▸ **TASK TO CARRY OUT**
Below is a listing. Copy each line of it that holds the word "PositionId".

▸ **GIVEN ENTRIES**
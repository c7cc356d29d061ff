//! Position: a role tag (e.g. "bartender", "door").

use chrono::{DateTime, Utc};
use serde::{Deserialize, Serialize};

use super::error::{Result, SchedulingError};
use super::ids::{PositionId, TenantId};
use super::validation::{check_stored_name, validate_name};

/// Persisted shape of a position.
#[derive(Debug, Clone, PartialEq, Eq, Serialize, Deserialize)]
pub struct PositionRecord {
    /// Position id.
    pub position_id: PositionId,
    /// Owning tenant.
    pub tenant_id: TenantId,
    /// Display name.
    pub position_name: String,
    /// Free text, may be empty.
    pub description: String,
    /// Sort key.
    pub display_order: i32,
    /// Inactive positions stay referenced but are hidden from pickers.
    pub is_active: bool,
    /// Creation instant.
    pub created_at: DateTime<Utc>,
    /// Last mutation instant.
    pub updated_at: DateTime<Utc>,
    /// Soft-delete marker.
    pub deleted_at: Option<DateTime<Utc>>,
}

/// Position entity.
#[derive(Debug, Clone, PartialEq, Eq)]
pub struct Position {
    record: PositionRecord,
}

impl Position {
    /// Validate and create an active position.
    pub fn new(
        now: DateTime<Utc>,
        tenant_id: TenantId,
        position_name: &str,
        description: &str,
        display_order: i32,
    ) -> Result<Self> {
        Ok(Self {
            record: PositionRecord {
                position_id: PositionId::new(),
                tenant_id: tenant_id.require()?,
                position_name: validate_name("position_name", position_name)?,
                description: description.trim().to_string(),
                display_order,
                is_active: true,
                created_at: now,
                updated_at: now,
                deleted_at: None,
            },
        })
    }

    /// Rebuild from storage, rejecting a row whose name is out of bounds.
    pub fn reconstruct(record: PositionRecord) -> Result<Self> {
        check_stored_name("position", record.position_id, "position_name", &record.position_name)?;
        Ok(Self { record })
    }

    /// Persisted shape.
    pub fn to_record(&self) -> PositionRecord {
        self.record.clone()
    }

    /// Rename.
    pub fn update_name(&mut self, position_name: &str, now: DateTime<Utc>) -> Result<()> {
        self.record.position_name = validate_name("position_name", position_name)?;
        self.record.updated_at = now;
        Ok(())
    }

    /// Replace the description.
    pub fn update_description(&mut self, description: &str, now: DateTime<Utc>) {
        self.record.description = description.trim().to_string();
        self.record.updated_at = now;
    }

    /// Change the sort key.
    pub fn update_display_order(&mut self, display_order: i32, now: DateTime<Utc>) {
        self.record.display_order = display_order;
        self.record.updated_at = now;
    }

    /// Show in pickers again.
    pub fn activate(&mut self, now: DateTime<Utc>) {
        self.record.is_active = true;
        self.record.updated_at = now;
    }

    /// Hide from pickers.
    pub fn deactivate(&mut self, now: DateTime<Utc>) {
        self.record.is_active = false;
        self.record.updated_at = now;
    }

    /// Soft delete.
    pub fn delete(&mut self, now: DateTime<Utc>) -> Result<()> {
        if self.record.deleted_at.is_some() {
            return Err(SchedulingError::AlreadyDeleted {
                entity: "position",
                id: self.record.position_id.to_string(),
            });
        }
        self.record.deleted_at = Some(now);
        self.record.updated_at = now;
        Ok(())
    }

    /// Position id.
    pub const fn position_id(&self) -> PositionId {
        self.record.position_id
    }

    /// Owning tenant.
    pub const fn tenant_id(&self) -> TenantId {
        self.record.tenant_id
    }

    /// Display name.
    pub fn position_name(&self) -> &str {
        &self.record.position_name
    }

    /// Description.
    pub fn description(&self) -> &str {
        &self.record.description
    }

    /// Sort key.
    pub const fn display_order(&self) -> i32 {
        self.record.display_order
    }

    /// Whether shown in pickers.
    pub const fn is_active(&self) -> bool {
        self.record.is_active
    }

    /// Whether soft-deleted.
    pub const fn is_deleted(&self) -> bool {
        self.record.deleted_at.is_some()
    }
}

▸ **RESPONSE TO THIS TASK**
use super::ids::{PositionId, TenantId};
    pub position_id: PositionId,
                position_id: PositionId::new(),
    pub const fn position_id(&self) -> PositionId {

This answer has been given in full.